“Riformiamo insieme il Servizio sanitario nazionale”. Speranza apre i lavori della Consulta delle professioni sanitarie e sociosanitarie

“Riformiamo insieme il Servizio sanitario nazionale”. Speranza apre i lavori della Consulta delle professioni sanitarie e sociosanitarie

“Riformiamo insieme il Servizio sanitario nazionale”. Speranza apre i lavori della Consulta delle professioni sanitarie e sociosanitarie
Tra i temi affrontati nella prima riunione d’insediamento oggi al Ministero quello della Programmazione della spesa, rapporto tra ospedale e territorio e sanità digitale. “C’è piena condivisione e sintonia sull'obiettivo di fondo, che è quello di rendere più forte il Servizio sanitario nazionale, ma per renderlo tale concordiamo sul fatto che ci vogliono più risorse”.

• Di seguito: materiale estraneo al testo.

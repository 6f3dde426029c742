//! Pan/zoom state of a layer and animated camera moves.

use crate::constants::{AREA_FILL, DEFAULT_ZOOM, FOCUS_SETTLE, SCALE_STEP_DURATION};
use crate::diagram::Diagram;
use crate::layers::LayerKey;
use crate::types::Transform;
use eframe::egui::{pos2, Pos2, Rect, Vec2};
use std::time::Duration;
use tokio::time::Instant;

/// An in-flight camera animation.
#[derive(Debug, Clone, PartialEq)]
pub struct Transition {
    pub from: Transform,
    pub to: Transform,
    pub start: Instant,
    pub duration: Duration,
}

impl Transition {
    fn progress(&self, now: Instant) -> f32 {
        if self.duration.is_zero() {
            return 1.0;
        }
        let elapsed = now.saturating_duration_since(self.start);
        let t = (elapsed.as_secs_f32() / self.duration.as_secs_f32()).clamp(0.0, 1.0);
        // cubic in-out
        if t < 0.5 {
            4.0 * t * t * t
        } else {
            1.0 - (-2.0 * t + 2.0).powi(3) / 2.0
        }
    }
}

/// Transform of one layer plus the constraints applied to it.
#[derive(Debug, Clone, PartialEq)]
pub struct Viewport {
    pub transform: Transform,
    /// Size of the drawing area in screen pixels
    pub size: Vec2,
    /// Allowed `(min, max)` scale
    pub scale_extent: (f32, f32),
    /// World area the visible region must stay within, if restricted
    pub translate_extent: Option<Rect>,
    transition: Option<Transition>,
}

impl Viewport {
    pub fn new(size: Vec2, scale_extent: (f32, f32)) -> Self {
        Self {
            transform: Transform::IDENTITY,
            size,
            scale_extent,
            translate_extent: None,
            transition: None,
        }
    }

    /// Transform used when nothing is stored: origin centered, zoomed out.
    pub fn default_transform(size: Vec2) -> Transform {
        Transform::new(size.x / 2.0, size.y / 2.0, DEFAULT_ZOOM)
    }

    /// Screen-space center of the drawing area.
    pub fn center(&self) -> Pos2 {
        pos2(self.size.x / 2.0, self.size.y / 2.0)
    }

    /// Transform that centers `point` at `scale`.
    pub fn focus_target(&self, point: Pos2, scale: f32) -> Transform {
        self.constrain(Transform::new(
            self.size.x / 2.0 - point.x * scale,
            self.size.y / 2.0 - point.y * scale,
            scale,
        ))
    }

    /// Scale at which `area` fills the drawing area up to the fill margin.
    pub fn area_scale(&self, area: Rect) -> f32 {
        let fit = (area.width() / self.size.x).max(area.height() / self.size.y);
        if fit > 0.0 && fit.is_finite() {
            AREA_FILL / fit
        } else {
            self.transform.k
        }
    }

    /// Clamps a transform to the scale extent and, if set, the translate extent.
    pub fn constrain(&self, transform: Transform) -> Transform {
        let (min, max) = self.scale_extent;
        let k = transform.k.clamp(min.min(max), max.max(min));
        let mut t = Transform { k, ..transform };

        if let Some(extent) = self.translate_extent {
            let dx0 = (0.0 - t.x) / t.k - extent.min.x;
            let dx1 = (self.size.x - t.x) / t.k - extent.max.x;
            let dy0 = (0.0 - t.y) / t.k - extent.min.y;
            let dy1 = (self.size.y - t.y) / t.k - extent.max.y;
            let shift = |d0: f32, d1: f32| {
                if d1 > d0 {
                    (d0 + d1) / 2.0
                } else if d0 < 0.0 {
                    d0
                } else {
                    d1.max(0.0)
                }
            };
            t.x += t.k * shift(dx0, dx1);
            t.y += t.k * shift(dy0, dy1);
        }
        t
    }

    /// Jumps to `transform`, cancelling any animation.
    pub fn set_transform(&mut self, transform: Transform) {
        self.transition = None;
        self.transform = self.constrain(transform);
    }

    /// Animates to `target`; a zero duration jumps immediately.
    pub fn animate_to(&mut self, target: Transform, now: Instant, duration: Duration) {
        let to = self.constrain(target);
        if duration.is_zero() {
            self.set_transform(to);
            return;
        }
        self.transition = Some(Transition {
            from: self.transform,
            to,
            start: now,
            duration,
        });
    }

    /// Advances the running animation. Returns true if the transform changed.
    pub fn advance(&mut self, now: Instant) -> bool {
        let Some(transition) = &self.transition else {
            return false;
        };
        let t = transition.progress(now);
        let next = if t >= 1.0 {
            let to = transition.to;
            self.transition = None;
            to
        } else {
            transition.from.lerp(&transition.to, t)
        };
        let changed = next != self.transform;
        self.transform = next;
        changed
    }

    /// Completes the running animation immediately.
    pub fn finish(&mut self) {
        if let Some(transition) = self.transition.take() {
            self.transform = transition.to;
        }
    }

    pub fn is_animating(&self) -> bool {
        self.transition.is_some()
    }

    /// The transform the viewport is heading to.
    pub fn target(&self) -> Transform {
        self.transition
            .as_ref()
            .map_or(self.transform, |transition| transition.to)
    }

    /// Pans by a screen-space delta.
    pub fn pan(&mut self, delta: Vec2) {
        let t = self.target();
        self.set_transform(Transform::new(t.x + delta.x, t.y + delta.y, t.k));
    }

    /// Zooms by `factor` keeping the screen point `anchor` fixed.
    pub fn zoom_about(&mut self, anchor: Pos2, factor: f32) {
        let t = self.target();
        let world = t.invert(anchor);
        let (min, max) = self.scale_extent;
        let k = (t.k * factor).clamp(min.min(max), max.max(min));
        self.set_transform(Transform::new(anchor.x - world.x * k, anchor.y - world.y * k, k));
    }

    /// Animates a zoom by `factor` around the center of the drawing area.
    pub fn scale_by(&mut self, factor: f32, now: Instant) {
        let k = self.target().k * factor;
        self.scale_to(k, now);
    }

    /// Animates to scale `k` around the center of the drawing area.
    pub fn scale_to(&mut self, k: f32, now: Instant) {
        let t = self.target();
        let center = self.center();
        let world = t.invert(center);
        let (min, max) = self.scale_extent;
        let k = k.clamp(min.min(max), max.max(min));
        let target = Transform::new(center.x - world.x * k, center.y - world.y * k, k);
        self.animate_to(target, now, SCALE_STEP_DURATION);
    }

    /// World-space rectangle currently visible.
    pub fn visible_world_rect(&self) -> Rect {
        let t = self.target();
        Rect::from_min_max(t.invert(Pos2::ZERO), t.invert(self.size.to_pos2()))
    }

    /// Restricts panning to the currently visible world area.
    pub fn restrict_to_visible(&mut self) {
        self.translate_extent = Some(self.visible_world_rect());
    }

    /// Replaces the scale extent and re-constrains the transform.
    pub fn set_scale_extent(&mut self, min: f32, max: f32) {
        self.scale_extent = (min, max);
        self.finish();
        self.transform = self.constrain(self.transform);
    }

    pub fn resize(&mut self, size: Vec2) {
        self.size = size;
    }
}

/// Animates the layer `key` so `point` is centered at `scale`.
///
/// Resolves once the animation plus a short settle delay has elapsed, leaving the viewport at
/// its target.
pub async fn focus(diagram: &Diagram, key: LayerKey, point: Pos2, scale: f32, duration: Duration) {
    let target = {
        let mut state = diagram.state_mut();
        let Some(layer) = state.layers.get_mut(key) else {
            return;
        };
        let target = layer.viewport.focus_target(point, scale);
        layer.viewport.animate_to(target, Instant::now(), duration);
        target
    };

    tokio::time::sleep(duration + FOCUS_SETTLE).await;

    let mut state = diagram.state_mut();
    if let Some(layer) = state.layers.get_mut(key) {
        if layer.viewport.target() == target {
            layer.viewport.finish();
        }
    }
    state.viewport_interaction_ended(Instant::now());
}

/// Stops the layer's simulations, then centers `point` at `scale`.
pub async fn focus_on_node(
    diagram: &Diagram,
    key: LayerKey,
    point: Pos2,
    scale: f32,
    duration: Duration,
) {
    diagram.stop_simulations(key);
    focus(diagram, key, point, scale, duration).await;
}

/// Stops the layer's simulations, then frames `area`.
pub async fn focus_on_area(diagram: &Diagram, key: LayerKey, area: Rect, duration: Duration) {
    diagram.stop_simulations(key);
    let scale = {
        let state = diagram.state();
        match state.layers.get(key) {
            Some(layer) => layer.viewport.area_scale(area),
            None => return,
        }
    };
    focus(diagram, key, area.center(), scale, duration).await;
}

#[cfg(test)]
mod tests {
    use super::*;
    use eframe::egui::vec2;

    fn viewport() -> Viewport {
        Viewport::new(vec2(800.0, 600.0), (0.1, 8.0))
    }

    #[test]
    fn test_focus_target_centers_point() {
        let viewport = viewport();
        let target = viewport.focus_target(pos2(100.0, 50.0), 2.0);
        assert_eq!(target, Transform::new(200.0, 200.0, 2.0));
        assert_eq!(target.apply(pos2(100.0, 50.0)), viewport.center());
    }

    #[test]
    fn test_area_scale_fills_viewport() {
        let viewport = viewport();
        let area = Rect::from_min_size(Pos2::ZERO, vec2(400.0, 100.0));
        assert!((viewport.area_scale(area) - 1.8).abs() < 1e-5);
    }

    #[test]
    fn test_scale_is_clamped_to_extent() {
        let mut viewport = viewport();
        viewport.set_transform(Transform::new(0.0, 0.0, 20.0));
        assert_eq!(viewport.transform.k, 8.0);
        viewport.set_scale_extent(0.5, 4.0);
        assert_eq!(viewport.transform.k, 4.0);
    }

    #[test]
    fn test_transition_reaches_target() {
        let mut viewport = viewport();
        let start = Instant::now();
        viewport.animate_to(Transform::new(10.0, 20.0, 2.0), start, Duration::from_millis(250));
        assert!(viewport.is_animating());

        viewport.advance(start + Duration::from_millis(125));
        assert!(viewport.transform.k > 1.0 && viewport.transform.k < 2.0);

        viewport.advance(start + Duration::from_millis(250));
        assert_eq!(viewport.transform, Transform::new(10.0, 20.0, 2.0));
        assert!(!viewport.is_animating());
    }

    #[test]
    fn test_scale_to_keeps_center_fixed() {
        let mut viewport = viewport();
        viewport.set_transform(Transform::new(100.0, 100.0, 1.0));
        let center_world = viewport.transform.invert(viewport.center());

        viewport.scale_to(0.25, Instant::now());
        viewport.finish();

        assert_eq!(viewport.transform.k, 0.25);
        let after = viewport.transform.apply(center_world);
        assert!((after - viewport.center()).length() < 1e-3);
    }

    #[test]
    fn test_translate_extent_keeps_area_visible() {
        let mut viewport = viewport();
        viewport.restrict_to_visible();
        viewport.pan(vec2(500.0, 0.0));
        assert_eq!(viewport.transform, Transform::IDENTITY);
    }

    #[test]
    fn test_zoom_about_keeps_anchor() {
        let mut viewport = viewport();
        let anchor = pos2(200.0, 150.0);
        let world = viewport.transform.invert(anchor);
        viewport.zoom_about(anchor, 2.0);
        assert_eq!(viewport.transform.k, 2.0);
        assert!((viewport.transform.apply(world) - anchor).length() < 1e-3);
    }
}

Programmazione della spesa, con il superamento dei silos e dei tetti chiusi; rapporto tra ospedale e territorio, inteso quest'ultimo come luogo che dovrà prendersi sempre più `cura´ delle cronicità; formazione continua dei medici, con una riforma che punti ad una maggiore qualità; sanità digitale, settore da implementare per portare il Servizio sanitario nazionale verso il futuro. Sono questi, in sintesi, gli argomenti affrontati nel corso della prima riunione della Consulta permanente delle professioni sanitarie e socio-sanitarie, che si è svolta oggi al ministero e di cui fanno parte tutti gli Ordini professionali.
 
A fare il punto con la stampa, al termine della riunione, è stato il ministro della Salute, Roberto Speranza: “È la prima volta che questo tavolo si riunisce- ha spiegato il ministro- e ritengo questa consulta molto rilevante. Ne fanno parte sostanzialmente tutti gli ordini professionali che hanno a che fare con il comparto salute. Da parte di questi operatori c’è grande disponibilità a dare una mano per costruire una riforma del Servizio sanitario nazionale, di cui c’è bisogno, e un elemento di spinta molto forte a sostegno dello stesso”.
 
Speranza ha poi ribadito che “c’è piena condivisione e sintonia sull'obiettivo di fondo, che è quello di rendere più forte il Servizio sanitario nazionale, ma per renderlo tale concordiamo sul fatto che ci vogliono più risorse: bisogna continuare ad investire, come abbiamo iniziato a fare in manovra di Bilancio, e chiudere la stagione dei tagli". Ma per il ministro «non bastano i soldi” e c’è bisogno “anche di riforme”.
 
Tra gli argomenti discussi, la necessità di “una nuova modalità di programmazione della spesa, che superi il modello ancora vigente dei silos e dei tetti chiusi”. Si è parlato poi della “grande questione del territorio- ha fatto sapere Speranza- che è il luogo dove assumere la questione delle cronicità e che è figlia dell'inversione della piramide demografica”. E ancora: “Abbiamo ragionato insieme e a lungo sulla grande sfida della sanità digitale, per provare a portare il Servizio sanitario nazionale verso il futuro”.
 
L'altro grande tema, connesso alla sanità digitale, riguarda la formazione: “Abbiamo bisogno di una riforma del modello di formazione continua dei medici- ha aggiunto il ministro- perché le innovazioni che arrivano hanno come conseguenza la necessità che il nostro capitale umano venga continuamente formato. Serve quindi una formazione che sia sempre di migliore qualità”. Quella di oggi è stata la prima riunione istitutiva della Consulta permanente delle professioni sanitarie e socio-sanitarie, alle quali seguiranno “altre riunioni specifiche”, ognuna “sui diversi temi affrontati oggi”, quindi “sia sulla programmazione della spesa, sia sulla questione del territorio e sia sulla sanità digitale”, ha infine concluso Speranza.